Unlike other countries where supermarkets and speciality stores are the main places people buy their beer, according to the Irish Brewers Association’s ‘Beer Market Report,’ Irish people still drink more beer in pubs than anywhere else. And it’s not just Irish people who love our pubs – visiting a pub in Ireland ranks consistently as the top activity for tourists, as well. There is even an industry dedicated to replicating and multiplying the Irish pub outside Ireland.  

But while our pubs have undeniable social standing, until recently the variety of beers available in them was surprisingly limited. We Irish are a brand loyal bunch. We use one particular detergent and dish soap and we drink only certain brands of tea – Barry’s, of course! – and bring bags of it on holiday to ensure a comforting cuppa while abroad. When European discount supermarkets first opened in Ireland more than two decades ago, to get people through the doors they had to concede to our brand-loyal ways and make shelf-space for household names amid their own-band products.

Susan Boyle.

In the mid-1980s, the combination of Irish brand loyalty, a rural road network that made distribution challenging, the global consolidation of breweries and a flat economy left Ireland with only a handful of working breweries. Pioneering craft brewers such as Franciscan Well (est. 1998), the Porterhouse Brewpub (est. 1996) and O’Hara’s (est. 1996) appeared on the scene offering beer drinkers their first taste of Irish brewed craft beer, but  it took another decade for craft brewing to make a real impact in Ireland.

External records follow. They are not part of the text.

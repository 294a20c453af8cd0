//! Rarest-first piece selection.
//!
//! The picker only tracks *availability*: how many connected peers have
//! announced each piece. It has no notion of in-flight requests or which
//! peer a piece was picked for — that bookkeeping belongs to the scheduler,
//! which owns all outstanding block requests across every peer session. This
//! split keeps the picker a small, easily-tested piece of arithmetic.

use crate::{Bitfield, PieceIndex};

/// Tracks, for each piece of a torrent, how many connected peers have it.
pub(crate) struct PiecePicker {
    /// `availability[i]` is the number of connected peers known to have
    /// piece `i`.
    availability: Vec<u32>,
    /// Pieces we already have or have verified complete. Once a piece is
    /// marked complete it is never returned by [`Self::pick_rarest`] again,
    /// even if its availability count is still nonzero.
    have: Bitfield,
}

impl PiecePicker {
    pub fn new(piece_count: usize) -> Self {
        Self {
            availability: vec![0; piece_count],
            have: Bitfield::repeat(false, piece_count),
        }
    }

    /// Registers that a peer announced having `bitfield`, bumping the
    /// availability count of every piece it has.
    pub fn register_availability(&mut self, bitfield: &Bitfield) {
        for (index, has_piece) in bitfield.iter().enumerate().take(self.availability.len()) {
            if *has_piece {
                self.availability[index] += 1;
            }
        }
    }

    /// Registers that a peer announced having a single additional piece (a
    /// `have` message), bumping that piece's availability count.
    pub fn register_piece_availability(&mut self, index: PieceIndex) {
        if let Some(count) = self.availability.get_mut(index) {
            *count += 1;
        }
    }

    /// Reverses a previous [`Self::register_availability`] call, for when a
    /// peer disconnects. Availability counts are saturating since a piece
    /// the peer announced before we started counting (or that we've already
    /// marked complete and stopped tracking precisely) must not underflow.
    pub fn deregister_availability(&mut self, bitfield: &Bitfield) {
        for (index, has_piece) in bitfield.iter().enumerate().take(self.availability.len()) {
            if *has_piece {
                self.availability[index] = self.availability[index].saturating_sub(1);
            }
        }
    }

    /// Marks a piece as complete so it is no longer offered by
    /// [`Self::pick_rarest`].
    pub fn received_piece(&mut self, index: PieceIndex) {
        if let Some(mut bit) = self.have.get_mut(index) {
            *bit = true;
        }
    }

    /// Reverses a previous [`Self::received_piece`], for when a completed
    /// piece fails hash verification and must be downloaded again.
    pub fn mark_needed(&mut self, index: PieceIndex) {
        if let Some(mut bit) = self.have.get_mut(index) {
            *bit = false;
        }
    }

    /// Returns whether the picker considers `index` already complete.
    pub fn have(&self, index: PieceIndex) -> bool {
        self.have.get(index).map_or(true, |bit| *bit)
    }

    /// Returns the rarest piece for which `is_candidate` returns `true` (the
    /// caller uses this to exclude pieces that are already fully requested,
    /// or that the given peer doesn't have), or `None` if no such piece
    /// exists.
    ///
    /// Ties in availability are broken by picking the lowest index, which
    /// keeps selection deterministic and, incidentally, favors completing
    /// the start of the file first.
    pub fn pick_rarest(&self, is_candidate: impl Fn(PieceIndex) -> bool) -> Option<PieceIndex> {
        self.have
            .iter()
            .enumerate()
            .filter(|(index, has)| !**has && is_candidate(*index))
            .min_by_key(|(index, _)| self.availability[*index])
            .map(|(index, _)| index)
    }

    /// The number of pieces not yet marked complete.
    pub fn count_missing(&self) -> usize {
        self.have.count_zeros()
    }
}

#[cfg(test)]
mod tests {
    use super::*;
    use pretty_assertions::assert_eq;
    use std::iter::FromIterator;

    fn bitfield(bits: &[bool]) -> Bitfield {
        Bitfield::from_iter(bits.iter().copied())
    }

    #[test]
    fn test_register_availability_counts() {
        let mut picker = PiecePicker::new(3);
        picker.register_availability(&bitfield(&[true, false, true]));
        picker.register_availability(&bitfield(&[true, true, false]));
        assert_eq!(picker.availability, vec![2, 1, 1]);
    }

    #[test]
    fn test_pick_rarest_prefers_lower_availability() {
        let mut picker = PiecePicker::new(3);
        // piece 0 is common, piece 1 is rare, piece 2 nobody has
        picker.register_availability(&bitfield(&[true, false, false]));
        picker.register_availability(&bitfield(&[true, false, false]));
        picker.register_availability(&bitfield(&[true, true, false]));

        let picked = picker.pick_rarest(|_| true);
        assert_eq!(picked, Some(1));
    }

    #[test]
    fn test_pick_rarest_breaks_ties_by_lowest_index() {
        let picker = PiecePicker::new(3);
        assert_eq!(picker.pick_rarest(|_| true), Some(0));
    }

    #[test]
    fn test_pick_rarest_skips_completed_pieces() {
        let mut picker = PiecePicker::new(2);
        picker.received_piece(0);
        assert_eq!(picker.pick_rarest(|_| true), Some(1));
    }

    #[test]
    fn test_pick_rarest_respects_candidate_filter() {
        let picker = PiecePicker::new(3);
        assert_eq!(picker.pick_rarest(|index| index == 2), Some(2));
    }

    #[test]
    fn test_pick_rarest_none_when_all_complete() {
        let mut picker = PiecePicker::new(2);
        picker.received_piece(0);
        picker.received_piece(1);
        assert_eq!(picker.pick_rarest(|_| true), None);
    }

    #[test]
    fn test_deregister_availability_is_saturating() {
        let mut picker = PiecePicker::new(1);
        picker.deregister_availability(&bitfield(&[true]));
        assert_eq!(picker.availability, vec![0]);
    }

    #[test]
    fn test_count_missing() {
        let mut picker = PiecePicker::new(3);
        assert_eq!(picker.count_missing(), 3);
        picker.received_piece(1);
        assert_eq!(picker.count_missing(), 2);
    }
}
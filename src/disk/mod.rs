//! The piece store: the actor responsible for verifying and persisting
//! downloaded blocks to the torrent's single output file.
//!
//! Like [`crate::peer`], disk IO is organized as a task driven by a command
//! channel, with results and failures reported back on a separate alert
//! channel rather than as direct return values. This keeps the torrent
//! actor from blocking on disk IO and avoids a cyclic dependency between the
//! torrent and disk tasks.

pub mod error;
mod io;

use tokio::sync::mpsc;
use tokio::task;

use crate::error::Result;
use crate::storage_info::StorageInfo;
use crate::{BlockInfo, PieceIndex, TorrentId};

use error::{NewTorrentError, WriteError};
use io::Disk;

pub(crate) type CommandSender = mpsc::UnboundedSender<Command>;
pub(crate) type CommandReceiver = mpsc::UnboundedReceiver<Command>;
pub(crate) type AlertSender = mpsc::UnboundedSender<Alert>;
pub(crate) type AlertReceiver = mpsc::UnboundedReceiver<Alert>;
pub(crate) type TorrentAlertSender = mpsc::UnboundedSender<TorrentAlert>;
pub(crate) type TorrentAlertReceiver = mpsc::UnboundedReceiver<TorrentAlert>;

/// A command sent to the disk task.
pub(crate) enum Command {
    /// Registers a new torrent, allocating its output file. If `rescan` is
    /// set and the file already existed at the expected length, every
    /// piece is hashed up front and matches are reported back as already
    /// complete.
    NewTorrent {
        id: TorrentId,
        info: StorageInfo,
        piece_hashes: Vec<u8>,
        rescan: bool,
    },
    /// Queues a downloaded block for writing. Once all of a piece's blocks
    /// have arrived, the disk task hashes and persists the whole piece in
    /// one go.
    WriteBlock {
        id: TorrentId,
        info: BlockInfo,
        data: Vec<u8>,
    },
    /// Shuts down the disk event loop.
    Shutdown,
}

/// An engine-wide disk alert, currently only ever torrent allocation
/// results; per-torrent alerts go out on that torrent's own
/// [`TorrentAlert`] channel instead, handed out here on success.
pub(crate) enum Alert {
    TorrentAllocation(std::result::Result<TorrentAllocation, NewTorrentError>),
}

/// Returned when a torrent is successfully registered with the disk task:
/// the channel on which that torrent's own write results will arrive.
pub(crate) struct TorrentAllocation {
    pub id: TorrentId,
    pub alert_port: TorrentAlertReceiver,
    /// Pieces found to already be complete and valid on disk, from a
    /// rescan-on-open pass. Empty unless `Command::NewTorrent::rescan` was
    /// set and the file pre-existed at the right length.
    pub verified_pieces: Vec<PieceIndex>,
}

/// An alert scoped to a single torrent.
pub(crate) enum TorrentAlert {
    /// The result of writing a completed piece's blocks to disk, including
    /// whether the piece's hash matched.
    BatchWrite(std::result::Result<BatchWrite, WriteError>),
}

/// Describes a batch of blocks written to disk as part of completing a
/// piece.
pub(crate) struct BatchWrite {
    pub blocks: Vec<BlockInfo>,
    pub piece_index: PieceIndex,
    pub is_piece_valid: bool,
}

/// A handle to the spawned disk task: a command sender plus the join handle
/// of the task itself, so the torrent engine can await clean shutdown.
pub(crate) struct DiskHandle {
    pub cmd_chan: CommandSender,
}

impl DiskHandle {
    /// Spawns the disk task on the current tokio runtime and returns a
    /// handle to it along with the engine-wide alert receiver.
    pub fn spawn() -> Result<(Self, AlertReceiver)> {
        let (mut disk, cmd_chan, alert_port) = Disk::new()?;
        task::spawn(async move {
            if let Err(e) = disk.start().await {
                log::error!("Disk task exited with error: {}", e);
            }
        });
        Ok((Self { cmd_chan }, alert_port))
    }

    pub fn new_torrent(
        &self,
        id: TorrentId,
        info: StorageInfo,
        piece_hashes: Vec<u8>,
        rescan: bool,
    ) -> Result<()> {
        self.cmd_chan
            .send(Command::NewTorrent { id, info, piece_hashes, rescan })?;
        Ok(())
    }

    pub fn write_block(&self, id: TorrentId, info: BlockInfo, data: Vec<u8>) -> Result<()> {
        self.cmd_chan.send(Command::WriteBlock { id, info, data })?;
        Ok(())
    }

    pub fn shutdown(&self) -> Result<()> {
        self.cmd_chan.send(Command::Shutdown)?;
        Ok(())
    }
}
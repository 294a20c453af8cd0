//! This module defines types used to configure the engine and its parts.

use std::{path::PathBuf, time::Duration};

use crate::PeerId;

/// The fixed 8-byte client id prefix, Azureus-style (`-` + 2 letter client
/// code + 4 digit version + `-`). The remaining 12 bytes of a generated peer
/// id are random, and unique per process (see `torrent::generate_peer_id`).
pub const CLIENT_ID_PREFIX: &[u8; 8] = b"-JS0001-";

/// The global configuration for the torrent engine and all its parts.
#[derive(Clone, Debug)]
pub struct Conf {
    pub engine: EngineConf,
    pub torrent: TorrentConf,
}

impl Conf {
    /// Returns the engine configuration with reasonable defaults, except for
    /// the download directory, as it is not sensible to guess that for the
    /// user.
    pub fn new(download_dir: impl Into<PathBuf>) -> Self {
        Self {
            engine: EngineConf::default(),
            torrent: TorrentConf::new(download_dir),
        }
    }
}

/// Configuration related to the engine itself.
#[derive(Clone, Debug, Default)]
pub struct EngineConf {
    /// An explicit client id to announce to trackers and in peer
    /// handshakes. If `None`, the engine generates one at startup with
    /// [`CLIENT_ID_PREFIX`] and keeps it fixed for the process lifetime.
    pub client_id: Option<PeerId>,
}

/// Configuration for a torrent.
///
/// The engine applies a default instance of this to all torrents, but
/// individual torrents may override it.
#[derive(Clone, Debug)]
pub struct TorrentConf {
    /// The directory in which the torrent's file is placed upon download.
    pub download_dir: PathBuf,

    /// The max number of connected peers the torrent should have.
    pub max_connected_peer_count: usize,

    /// How often the peer dial loop tops up the connected peer set while
    /// fewer than `max_connected_peer_count` peers are connected.
    pub dial_interval: Duration,

    /// The number of block requests kept outstanding per peer session, i.e.
    /// the pipelining window.
    pub request_queue_len: usize,

    /// The global count of needed+requested blocks at or below which
    /// endgame mode latches on for the remainder of the run.
    pub endgame_threshold: usize,

    /// The deadline given to a single block request before the scheduler's
    /// maintenance pass considers it timed out.
    pub request_timeout: Duration,

    /// How often the scheduler's maintenance pass runs to collect expired
    /// requests.
    pub request_timeout_check_interval: Duration,

    /// If no bytes have been sent to a peer for this long, a keep-alive
    /// frame is sent.
    pub keepalive_interval: Duration,

    /// If no bytes have been received from a peer for this long, the
    /// session is considered dead.
    pub peer_idle_timeout: Duration,

    /// The deadline for establishing a TCP connection and completing the
    /// handshake with a peer.
    pub connect_timeout: Duration,

    /// If the tracker doesn't provide a minimum announce interval, we
    /// default to re-announcing at this interval.
    pub announce_interval: Duration,

    /// The deadline for a single tracker HTTP request.
    pub tracker_timeout: Duration,

    /// The number of attempts made per announce cycle before giving up
    /// until the next cycle.
    pub tracker_retry_count: usize,

    /// The base delay of the tracker retry's exponential backoff.
    pub tracker_retry_base_delay: Duration,

    /// Whether to hash-check every piece of a pre-existing output file of
    /// the expected length on startup, marking matching pieces as already
    /// complete instead of re-downloading them. Off by default: the scan
    /// is synchronous and its cost scales with torrent size. See
    /// DESIGN.md for the full rationale.
    pub rescan_on_open: bool,
}

impl TorrentConf {
    /// Returns the torrent configuration with reasonable defaults, except
    /// for the download directory, as it is not sensible to guess that for
    /// the user.
    pub fn new(download_dir: impl Into<PathBuf>) -> Self {
        Self {
            download_dir: download_dir.into(),
            // Picked for performance while keeping in mind not to
            // overwhelm the host.
            max_connected_peer_count: 30,
            dial_interval: Duration::from_secs(5),
            request_queue_len: 12,
            endgame_threshold: 20,
            request_timeout: Duration::from_secs(30),
            request_timeout_check_interval: Duration::from_secs(5),
            keepalive_interval: Duration::from_secs(120),
            peer_idle_timeout: Duration::from_secs(120),
            connect_timeout: Duration::from_secs(10),
            announce_interval: Duration::from_secs(30 * 60),
            tracker_timeout: Duration::from_secs(15),
            tracker_retry_count: 3,
            tracker_retry_base_delay: Duration::from_secs(1),
            rescan_on_open: false,
        }
    }
}
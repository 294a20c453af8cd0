//! Per-piece block bookkeeping.
//!
//! Each in-progress piece is represented by a [`PieceDownload`] tracking the
//! status of every block it comprises. Unlike the per-session ownership a
//! single-peer download could get away with, these are owned centrally by
//! the scheduler: multiple peer sessions can have blocks of the same piece
//! outstanding at once (most plainly during endgame), so there is no single
//! session the bookkeeping could live under without back-references between
//! sessions.

use std::time::Instant;

use crate::{block_count, block_len, BlockInfo, PieceIndex, SessionId, BLOCK_LEN};

/// A single session's outstanding hold on a block, recorded so endgame
/// duplicates and timeouts can be attributed to the right session.
#[derive(Clone, Copy, Debug, PartialEq, Eq)]
struct Hold {
    session: SessionId,
    requested_at: Instant,
}

/// The state of a single block within a [`PieceDownload`].
#[derive(Clone, Debug, PartialEq, Eq)]
enum BlockStatus {
    /// Not yet requested from any peer.
    Needed,
    /// Requested from one or more sessions; more than one holder means an
    /// endgame duplicate request is outstanding.
    Requested(Vec<Hold>),
    /// Written to disk (or at least handed off to the piece store).
    Received,
}

/// The outcome of delivering a block to [`PieceDownload::received_block`].
pub(crate) struct ReceivedBlock {
    /// Whether this was the last missing block of the piece.
    pub piece_complete: bool,
    /// Other sessions that still had this exact block outstanding (an
    /// endgame duplicate) and so must be sent a `cancel`.
    pub cancel: Vec<(SessionId, BlockInfo)>,
}

/// Tracks which blocks of a single piece are needed, requested, or received.
pub(crate) struct PieceDownload {
    piece_index: PieceIndex,
    piece_len: u32,
    blocks: Vec<BlockStatus>,
}

impl PieceDownload {
    pub fn new(piece_index: PieceIndex, piece_len: u32) -> Self {
        let block_count = block_count(piece_len);
        Self {
            piece_index,
            piece_len,
            blocks: vec![BlockStatus::Needed; block_count],
        }
    }

    pub fn piece_index(&self) -> PieceIndex {
        self.piece_index
    }

    fn block_info(&self, block_index: usize) -> BlockInfo {
        BlockInfo {
            piece_index: self.piece_index,
            offset: block_index as u32 * BLOCK_LEN,
            len: block_len(self.piece_len, block_index),
        }
    }

    /// Picks up to `count` blocks that are not yet requested (or whose
    /// request has since been cancelled/timed out) and marks them as
    /// requested from `session`.
    ///
    /// During endgame the caller instead uses [`Self::pick_duplicate_blocks`]
    /// to also re-request blocks that are already outstanding elsewhere.
    pub fn pick_blocks(&mut self, count: usize, session: SessionId, now: Instant) -> Vec<BlockInfo> {
        let mut picked = Vec::with_capacity(count);
        for index in 0..self.blocks.len() {
            if picked.len() == count {
                break;
            }
            if self.blocks[index] == BlockStatus::Needed {
                let info = self.block_info(index);
                self.blocks[index] = BlockStatus::Requested(vec![Hold { session, requested_at: now }]);
                picked.push(info);
            }
        }
        picked
    }

    /// Picks up to `count` blocks that are currently requested from some
    /// *other* session and re-requests them from `session` too, for endgame
    /// duplication. Blocks already received, or already requested from
    /// `session` itself, are skipped.
    pub fn pick_duplicate_blocks(
        &mut self,
        count: usize,
        session: SessionId,
        now: Instant,
    ) -> Vec<BlockInfo> {
        let mut picked = Vec::with_capacity(count);
        for index in 0..self.blocks.len() {
            if picked.len() == count {
                break;
            }
            let info = self.block_info(index);
            if let BlockStatus::Requested(holders) = &mut self.blocks[index] {
                if !holders.iter().any(|h| h.session == session) {
                    holders.push(Hold { session, requested_at: now });
                    picked.push(info);
                }
            }
        }
        picked
    }

    /// Marks the block at `offset` as received from `from_session`. Returns
    /// whether this completes the piece, along with any other sessions that
    /// still held this exact block outstanding as an endgame duplicate.
    pub fn received_block(&mut self, offset: u32, from_session: SessionId) -> ReceivedBlock {
        let index = (offset / BLOCK_LEN) as usize;
        let info = self.block_info(index);
        let cancel = match self.blocks.get(index) {
            Some(BlockStatus::Requested(holders)) => holders
                .iter()
                .filter(|h| h.session != from_session)
                .map(|h| (h.session, info))
                .collect(),
            _ => Vec::new(),
        };
        if let Some(status) = self.blocks.get_mut(index) {
            *status = BlockStatus::Received;
        }
        ReceivedBlock { piece_complete: self.is_complete(), cancel }
    }

    /// Resets a specific in-flight request held by `session` back to needed
    /// (or, if other sessions still hold it, simply drops that session's
    /// hold). No-op if the block was already received.
    pub fn cancel_request(&mut self, offset: u32, session: SessionId) {
        let index = (offset / BLOCK_LEN) as usize;
        let became_empty = match self.blocks.get_mut(index) {
            Some(BlockStatus::Requested(holders)) => {
                holders.retain(|h| h.session != session);
                holders.is_empty()
            }
            _ => false,
        };
        if became_empty {
            self.blocks[index] = BlockStatus::Needed;
        }
    }

    /// Resets every request older than `deadline`, returning the
    /// `(session, block)` pairs that timed out so the caller can send a real
    /// `cancel` to each of those sessions.
    pub fn reclaim_timed_out(&mut self, deadline: Instant) -> Vec<(SessionId, BlockInfo)> {
        let mut reclaimed = Vec::new();
        for index in 0..self.blocks.len() {
            let info = self.block_info(index);
            let became_empty = match &mut self.blocks[index] {
                BlockStatus::Requested(holders) => {
                    let mut kept = Vec::new();
                    for hold in holders.drain(..) {
                        if hold.requested_at < deadline {
                            reclaimed.push((hold.session, info));
                        } else {
                            kept.push(hold);
                        }
                    }
                    *holders = kept;
                    holders.is_empty()
                }
                _ => false,
            };
            if became_empty {
                self.blocks[index] = BlockStatus::Needed;
            }
        }
        reclaimed
    }

    /// Resets every block held by `session` back to needed, for use when a
    /// session disconnects. Received blocks are left untouched.
    pub fn reclaim_session(&mut self, session: SessionId) {
        for index in 0..self.blocks.len() {
            let became_empty = match &mut self.blocks[index] {
                BlockStatus::Requested(holders) => {
                    holders.retain(|h| h.session != session);
                    holders.is_empty()
                }
                _ => false,
            };
            if became_empty {
                self.blocks[index] = BlockStatus::Needed;
            }
        }
    }

    /// The number of blocks not yet received (needed or requested).
    pub fn count_missing_blocks(&self) -> usize {
        self.blocks
            .iter()
            .filter(|s| !matches!(s, BlockStatus::Received))
            .count()
    }

    pub fn is_complete(&self) -> bool {
        self.blocks.iter().all(|s| matches!(s, BlockStatus::Received))
    }
}

#[cfg(test)]
mod tests {
    use super::*;
    use pretty_assertions::assert_eq;

    #[test]
    fn test_pick_blocks_marks_requested() {
        let mut download = PieceDownload::new(0, 2 * BLOCK_LEN);
        let picked = download.pick_blocks(10, 1, Instant::now());
        assert_eq!(picked.len(), 2);
        assert_eq!(download.pick_blocks(10, 1, Instant::now()).len(), 0);
    }

    #[test]
    fn test_received_block_completes_piece() {
        let mut download = PieceDownload::new(0, BLOCK_LEN);
        assert!(!download.received_block(0, 1).piece_complete);
        let mut download = PieceDownload::new(0, BLOCK_LEN);
        download.pick_blocks(1, 1, Instant::now());
        assert!(download.received_block(0, 1).piece_complete);
        assert!(download.is_complete());
    }

    #[test]
    fn test_received_block_reports_other_holders_to_cancel() {
        let mut download = PieceDownload::new(0, BLOCK_LEN);
        download.pick_blocks(1, 1, Instant::now());
        download.pick_duplicate_blocks(1, 2, Instant::now());

        let result = download.received_block(0, 1);
        assert!(result.piece_complete);
        assert_eq!(result.cancel.len(), 1);
        assert_eq!(result.cancel[0].0, 2);

        // the receiving session itself is never in its own cancel list
        let mut download = PieceDownload::new(0, BLOCK_LEN);
        download.pick_blocks(1, 1, Instant::now());
        let result = download.received_block(0, 1);
        assert!(result.cancel.is_empty());
    }

    #[test]
    fn test_reclaim_timed_out() {
        let mut download = PieceDownload::new(0, BLOCK_LEN);
        let past = Instant::now();
        download.pick_blocks(1, 1, past);
        let deadline = past + std::time::Duration::from_secs(1);
        std::thread::sleep(std::time::Duration::from_millis(1));
        let reclaimed = download.reclaim_timed_out(deadline + std::time::Duration::from_secs(1));
        assert_eq!(reclaimed.len(), 1);
        assert_eq!(reclaimed[0].0, 1);
        assert_eq!(download.count_missing_blocks(), 1);
    }

    #[test]
    fn test_reclaim_timed_out_only_evicts_expired_holders() {
        let mut download = PieceDownload::new(0, BLOCK_LEN);
        let early = Instant::now();
        download.pick_blocks(1, 1, early);
        std::thread::sleep(std::time::Duration::from_millis(1));
        let late = Instant::now();
        download.pick_duplicate_blocks(1, 2, late);

        // deadline between `early` and `late`: only session 1's hold expired
        let deadline = early + std::time::Duration::from_micros(500);
        let reclaimed = download.reclaim_timed_out(deadline);
        assert_eq!(reclaimed, vec![(1, download.block_info(0))]);
        // session 2 still holds it, so the block isn't back to `Needed`
        assert!(download.pick_blocks(1, 3, Instant::now()).is_empty());
    }

    #[test]
    fn test_pick_duplicate_blocks_skips_same_session() {
        let mut download = PieceDownload::new(0, 2 * BLOCK_LEN);
        download.pick_blocks(2, 1, Instant::now());
        let dup = download.pick_duplicate_blocks(2, 1, Instant::now());
        assert!(dup.is_empty());
        let dup = download.pick_duplicate_blocks(2, 2, Instant::now());
        assert_eq!(dup.len(), 2);
    }

    #[test]
    fn test_reclaim_session_resets_only_that_sessions_blocks() {
        let mut download = PieceDownload::new(0, 2 * BLOCK_LEN);
        download.pick_blocks(1, 1, Instant::now());
        download.pick_blocks(1, 2, Instant::now());
        download.reclaim_session(1);
        assert_eq!(download.count_missing_blocks(), 2);
        let remaining = download.pick_blocks(10, 3, Instant::now());
        assert_eq!(remaining.len(), 1);
    }

    #[test]
    fn test_cancel_request_only_affects_holder() {
        let mut download = PieceDownload::new(0, BLOCK_LEN);
        download.pick_blocks(1, 1, Instant::now());
        download.cancel_request(0, 2);
        assert_eq!(download.count_missing_blocks(), 1);
        download.cancel_request(0, 1);
        let picked = download.pick_blocks(1, 3, Instant::now());
        assert_eq!(picked.len(), 1);
    }
}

At the end the new millennium’s first decade, Ireland was in the middle of the worst economic crisis the country had ever seen. Having partied through the excesses of the Celtic Tiger era, Ireland was paying the price and in deep recession, and paradoxically it was here, amid these bleak times, that craft beer really came to the fore.

Simply, people had nothing to lose. There was in the country an appetite for to doing things differently and would-be brewers who had been occupied in other industries now had time on their hands to turn hobbies into businesses. Breweries were popping up in industrial estates and disused buildings all over the country, even right on my doorstep in the tiny County Kildare village of Allenwood.

Little more than a crossroads in the middle of the Bog of Allen, renowned for its biodiversity and home to the endangered marsh fritillary butterfly, in 2009 the area also became home to Trouble Brewing, founded by Stephen Clinch, Paul O’Connor and Thomas Prior. The second beer Trouble ever brewed, and a flagship to this day, was Dark Arts Porter.

Dark Arts single-handily changed the way I think about beer and sparked my enduring love affair with stouts and porters and all of their delicious malty darkness. It has everything I was looking for in a pint: Deep and flavoursome, yet sufficiently light and more-ish that it makes me think about my second when I’m only half-way through my first. Simply put, it is a beer which tastes like more, managing to maintain a delicate, people-pleasing balance, complex enough for the beer nerd yet approachable enough for everyone else. It drinks beautifully through to the last drop, its malty, roasted character mellowing and opening up as it warms in the glass.

Brewed initially as a one-off, Dark Arts was a hit from the moment people tasted it, and since its first batch, the recipe had never even been tweaked. It immediately became a core staple in the brewery’s line-up and helped to reclaim porter as an Irish craft style brewed at small and independent breweries. In a beer landscape where you could be forgiven for thinking there is only one dark beer, or maybe even just one beer, Dark Arts was and remains a revelation.

I am a taste junkie, getting my kicks from trying new things. The stream of new beer releases sates my thrill-seeking palate, but Dark Arts reminds me that beer is for drinking and not designed to be over-analysed or sipped but once.

Susan Boyle is a drinks consultant, researcher, writer, storyteller, and performer based in Ireland. She writes about beer, presents drinks features on Irish national television and radio and hosts tasting and masterclasses. Susan is also one half of Two Sisters Brewing, makers of Brigid’s Ale. She is pursuing a PhD at the Technological University of Dublin focusing on the importance of storytelling and place to beverages, and won an outstanding speaker award at the Oxford Symposium of Food and Cookery for her research.  

Flagship beers were chosen by the individual writers with no input from the #FlagshipFebruary partners or sponsor breweries.